Saved entries:
=== Section Start ===
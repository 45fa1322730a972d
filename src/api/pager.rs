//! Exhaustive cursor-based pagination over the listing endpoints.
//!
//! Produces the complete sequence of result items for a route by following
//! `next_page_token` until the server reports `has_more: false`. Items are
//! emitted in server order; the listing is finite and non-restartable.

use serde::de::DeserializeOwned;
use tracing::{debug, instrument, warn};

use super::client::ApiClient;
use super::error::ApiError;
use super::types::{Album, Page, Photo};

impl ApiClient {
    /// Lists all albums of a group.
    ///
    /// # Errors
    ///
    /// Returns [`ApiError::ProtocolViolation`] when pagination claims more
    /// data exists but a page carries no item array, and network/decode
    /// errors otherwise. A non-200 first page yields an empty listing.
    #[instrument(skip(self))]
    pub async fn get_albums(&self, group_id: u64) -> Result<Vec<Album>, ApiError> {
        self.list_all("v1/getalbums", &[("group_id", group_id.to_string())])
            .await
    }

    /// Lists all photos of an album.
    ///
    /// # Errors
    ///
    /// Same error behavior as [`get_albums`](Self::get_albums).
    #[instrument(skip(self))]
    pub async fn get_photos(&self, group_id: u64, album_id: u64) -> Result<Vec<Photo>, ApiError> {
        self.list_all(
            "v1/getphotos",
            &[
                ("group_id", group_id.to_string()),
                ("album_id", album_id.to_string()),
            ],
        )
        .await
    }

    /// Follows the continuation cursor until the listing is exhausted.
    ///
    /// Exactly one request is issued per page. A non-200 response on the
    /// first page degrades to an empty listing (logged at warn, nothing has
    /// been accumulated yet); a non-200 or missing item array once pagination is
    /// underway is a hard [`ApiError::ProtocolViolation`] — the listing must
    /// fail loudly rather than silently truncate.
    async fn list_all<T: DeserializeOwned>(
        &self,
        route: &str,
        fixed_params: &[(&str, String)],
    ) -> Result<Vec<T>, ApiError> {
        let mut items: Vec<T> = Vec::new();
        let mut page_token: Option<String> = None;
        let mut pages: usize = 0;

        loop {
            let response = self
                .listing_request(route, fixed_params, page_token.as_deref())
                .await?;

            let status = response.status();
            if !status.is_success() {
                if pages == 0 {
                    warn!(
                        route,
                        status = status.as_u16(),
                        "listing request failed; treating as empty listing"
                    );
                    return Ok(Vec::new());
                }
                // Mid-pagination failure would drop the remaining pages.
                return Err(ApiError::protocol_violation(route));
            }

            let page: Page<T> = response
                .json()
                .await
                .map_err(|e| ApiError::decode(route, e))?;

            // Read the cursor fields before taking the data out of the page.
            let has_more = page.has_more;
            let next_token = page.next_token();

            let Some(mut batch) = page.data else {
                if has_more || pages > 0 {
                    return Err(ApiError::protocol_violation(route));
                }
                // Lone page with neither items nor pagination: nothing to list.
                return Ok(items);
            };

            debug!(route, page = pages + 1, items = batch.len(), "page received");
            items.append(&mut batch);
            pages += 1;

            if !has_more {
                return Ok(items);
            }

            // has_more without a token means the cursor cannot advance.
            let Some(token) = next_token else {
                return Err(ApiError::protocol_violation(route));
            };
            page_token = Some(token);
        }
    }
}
=== Section End ===
=== Section Start ===
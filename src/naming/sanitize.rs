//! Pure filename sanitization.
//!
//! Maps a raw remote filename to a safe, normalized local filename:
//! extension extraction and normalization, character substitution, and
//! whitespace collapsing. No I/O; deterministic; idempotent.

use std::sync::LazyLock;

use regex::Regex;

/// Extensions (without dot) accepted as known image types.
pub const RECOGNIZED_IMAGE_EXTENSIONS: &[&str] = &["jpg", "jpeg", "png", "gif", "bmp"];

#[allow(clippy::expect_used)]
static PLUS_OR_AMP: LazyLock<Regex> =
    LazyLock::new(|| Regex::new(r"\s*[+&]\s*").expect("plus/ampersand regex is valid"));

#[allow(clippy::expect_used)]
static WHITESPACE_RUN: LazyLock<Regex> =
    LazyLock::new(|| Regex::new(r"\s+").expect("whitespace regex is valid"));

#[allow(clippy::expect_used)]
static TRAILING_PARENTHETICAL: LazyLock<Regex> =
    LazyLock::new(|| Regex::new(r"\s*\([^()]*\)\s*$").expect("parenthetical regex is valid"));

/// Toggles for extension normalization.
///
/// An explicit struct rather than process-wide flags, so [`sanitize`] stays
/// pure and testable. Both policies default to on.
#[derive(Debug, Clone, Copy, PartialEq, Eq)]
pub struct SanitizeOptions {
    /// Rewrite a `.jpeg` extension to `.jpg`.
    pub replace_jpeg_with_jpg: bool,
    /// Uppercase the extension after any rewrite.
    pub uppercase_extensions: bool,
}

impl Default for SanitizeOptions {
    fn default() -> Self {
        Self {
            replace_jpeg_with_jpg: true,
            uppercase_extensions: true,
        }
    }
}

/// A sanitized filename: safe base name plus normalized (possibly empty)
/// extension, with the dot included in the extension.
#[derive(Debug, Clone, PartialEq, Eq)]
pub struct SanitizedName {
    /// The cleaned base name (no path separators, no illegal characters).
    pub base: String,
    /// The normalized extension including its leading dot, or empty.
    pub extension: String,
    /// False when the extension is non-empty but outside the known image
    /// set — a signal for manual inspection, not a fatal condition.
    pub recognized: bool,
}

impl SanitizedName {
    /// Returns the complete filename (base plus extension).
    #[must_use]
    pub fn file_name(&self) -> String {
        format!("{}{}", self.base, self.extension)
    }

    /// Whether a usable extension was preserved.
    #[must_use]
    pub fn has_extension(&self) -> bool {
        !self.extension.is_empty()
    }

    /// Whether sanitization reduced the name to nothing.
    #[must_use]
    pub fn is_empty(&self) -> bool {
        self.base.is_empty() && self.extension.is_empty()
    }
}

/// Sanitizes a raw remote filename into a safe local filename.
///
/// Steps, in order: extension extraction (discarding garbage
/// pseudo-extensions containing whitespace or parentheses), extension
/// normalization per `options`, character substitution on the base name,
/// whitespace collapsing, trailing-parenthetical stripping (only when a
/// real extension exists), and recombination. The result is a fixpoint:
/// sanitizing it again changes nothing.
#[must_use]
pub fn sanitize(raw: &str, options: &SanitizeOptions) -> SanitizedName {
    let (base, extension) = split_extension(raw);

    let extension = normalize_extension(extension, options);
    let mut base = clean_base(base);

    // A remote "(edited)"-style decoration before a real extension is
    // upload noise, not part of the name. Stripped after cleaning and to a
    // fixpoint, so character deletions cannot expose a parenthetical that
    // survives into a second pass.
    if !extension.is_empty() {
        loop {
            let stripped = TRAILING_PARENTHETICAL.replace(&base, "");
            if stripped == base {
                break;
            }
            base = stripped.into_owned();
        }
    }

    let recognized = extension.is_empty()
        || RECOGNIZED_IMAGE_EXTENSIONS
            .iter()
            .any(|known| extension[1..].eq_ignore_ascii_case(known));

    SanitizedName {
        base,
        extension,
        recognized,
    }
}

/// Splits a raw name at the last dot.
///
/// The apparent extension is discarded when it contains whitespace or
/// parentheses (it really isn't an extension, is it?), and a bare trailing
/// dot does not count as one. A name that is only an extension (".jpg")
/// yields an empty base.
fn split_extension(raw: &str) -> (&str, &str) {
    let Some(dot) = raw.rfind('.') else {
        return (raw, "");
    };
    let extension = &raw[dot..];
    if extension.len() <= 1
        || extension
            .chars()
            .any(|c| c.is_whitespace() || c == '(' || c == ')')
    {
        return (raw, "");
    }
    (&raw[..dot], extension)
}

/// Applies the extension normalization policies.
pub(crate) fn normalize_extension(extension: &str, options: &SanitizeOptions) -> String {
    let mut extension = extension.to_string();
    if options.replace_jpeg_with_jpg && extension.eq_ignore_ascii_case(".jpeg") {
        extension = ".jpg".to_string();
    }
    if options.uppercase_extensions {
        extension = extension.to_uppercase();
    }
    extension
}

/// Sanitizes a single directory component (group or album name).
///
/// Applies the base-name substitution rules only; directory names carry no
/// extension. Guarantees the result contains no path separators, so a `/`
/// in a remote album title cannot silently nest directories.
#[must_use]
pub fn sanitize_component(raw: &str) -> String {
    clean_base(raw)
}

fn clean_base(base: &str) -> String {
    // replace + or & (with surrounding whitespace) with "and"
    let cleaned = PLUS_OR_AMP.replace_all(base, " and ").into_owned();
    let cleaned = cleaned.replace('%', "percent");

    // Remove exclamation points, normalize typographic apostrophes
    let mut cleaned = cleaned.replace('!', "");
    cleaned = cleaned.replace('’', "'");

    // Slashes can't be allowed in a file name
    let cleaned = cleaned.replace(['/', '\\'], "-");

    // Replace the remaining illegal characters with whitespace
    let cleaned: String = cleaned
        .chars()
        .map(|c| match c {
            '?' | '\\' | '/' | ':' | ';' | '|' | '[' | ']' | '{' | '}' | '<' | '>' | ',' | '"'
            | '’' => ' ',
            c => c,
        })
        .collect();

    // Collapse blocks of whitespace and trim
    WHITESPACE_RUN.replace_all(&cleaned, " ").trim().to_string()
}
=== Section End ===
=== Section Start ===
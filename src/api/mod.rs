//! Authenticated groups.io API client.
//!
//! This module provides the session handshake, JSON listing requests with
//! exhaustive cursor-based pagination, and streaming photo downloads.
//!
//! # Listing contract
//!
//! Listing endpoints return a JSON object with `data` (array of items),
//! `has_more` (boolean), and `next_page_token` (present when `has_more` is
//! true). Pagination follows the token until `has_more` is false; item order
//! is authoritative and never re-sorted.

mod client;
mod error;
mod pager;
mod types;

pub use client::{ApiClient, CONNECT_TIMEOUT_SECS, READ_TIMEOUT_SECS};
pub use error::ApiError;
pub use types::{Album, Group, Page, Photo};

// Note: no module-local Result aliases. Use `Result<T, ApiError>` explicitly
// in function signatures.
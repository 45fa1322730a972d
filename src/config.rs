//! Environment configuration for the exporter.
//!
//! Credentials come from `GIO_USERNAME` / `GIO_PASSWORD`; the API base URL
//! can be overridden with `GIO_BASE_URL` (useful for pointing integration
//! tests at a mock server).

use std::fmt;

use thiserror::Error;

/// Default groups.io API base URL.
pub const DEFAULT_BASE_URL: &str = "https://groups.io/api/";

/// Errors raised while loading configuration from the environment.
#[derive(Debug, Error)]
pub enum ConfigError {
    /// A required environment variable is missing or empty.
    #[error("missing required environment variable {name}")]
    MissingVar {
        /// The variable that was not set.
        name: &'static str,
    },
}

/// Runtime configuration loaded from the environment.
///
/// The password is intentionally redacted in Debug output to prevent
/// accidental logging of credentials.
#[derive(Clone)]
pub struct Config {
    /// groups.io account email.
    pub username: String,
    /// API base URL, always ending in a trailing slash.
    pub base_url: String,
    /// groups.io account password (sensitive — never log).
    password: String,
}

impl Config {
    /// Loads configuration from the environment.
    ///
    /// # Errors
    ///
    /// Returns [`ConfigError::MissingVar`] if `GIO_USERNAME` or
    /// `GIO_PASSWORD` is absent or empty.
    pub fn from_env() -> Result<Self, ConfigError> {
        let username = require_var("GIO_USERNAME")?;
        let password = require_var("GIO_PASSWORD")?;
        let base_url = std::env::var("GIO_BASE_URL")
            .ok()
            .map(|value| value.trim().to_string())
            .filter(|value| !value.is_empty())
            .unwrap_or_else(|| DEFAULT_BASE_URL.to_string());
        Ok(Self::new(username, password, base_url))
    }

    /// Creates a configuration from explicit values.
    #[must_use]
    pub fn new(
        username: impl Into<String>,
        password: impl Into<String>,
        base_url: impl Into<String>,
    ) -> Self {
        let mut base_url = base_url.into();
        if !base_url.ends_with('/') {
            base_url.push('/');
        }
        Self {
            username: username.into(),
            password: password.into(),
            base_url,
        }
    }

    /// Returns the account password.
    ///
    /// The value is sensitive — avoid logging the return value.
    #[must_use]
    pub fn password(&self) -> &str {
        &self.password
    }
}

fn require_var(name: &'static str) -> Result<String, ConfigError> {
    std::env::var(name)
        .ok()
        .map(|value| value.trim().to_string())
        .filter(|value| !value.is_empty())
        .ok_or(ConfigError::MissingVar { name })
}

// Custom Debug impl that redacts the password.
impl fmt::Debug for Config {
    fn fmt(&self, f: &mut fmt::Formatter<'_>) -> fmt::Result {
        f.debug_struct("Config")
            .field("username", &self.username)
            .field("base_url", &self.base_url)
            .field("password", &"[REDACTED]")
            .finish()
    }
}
=== Section End ===
### TASK BRIEF
Give the number of lines in the records above that contain "pages", with no other words.

### TASK RESPONSE
6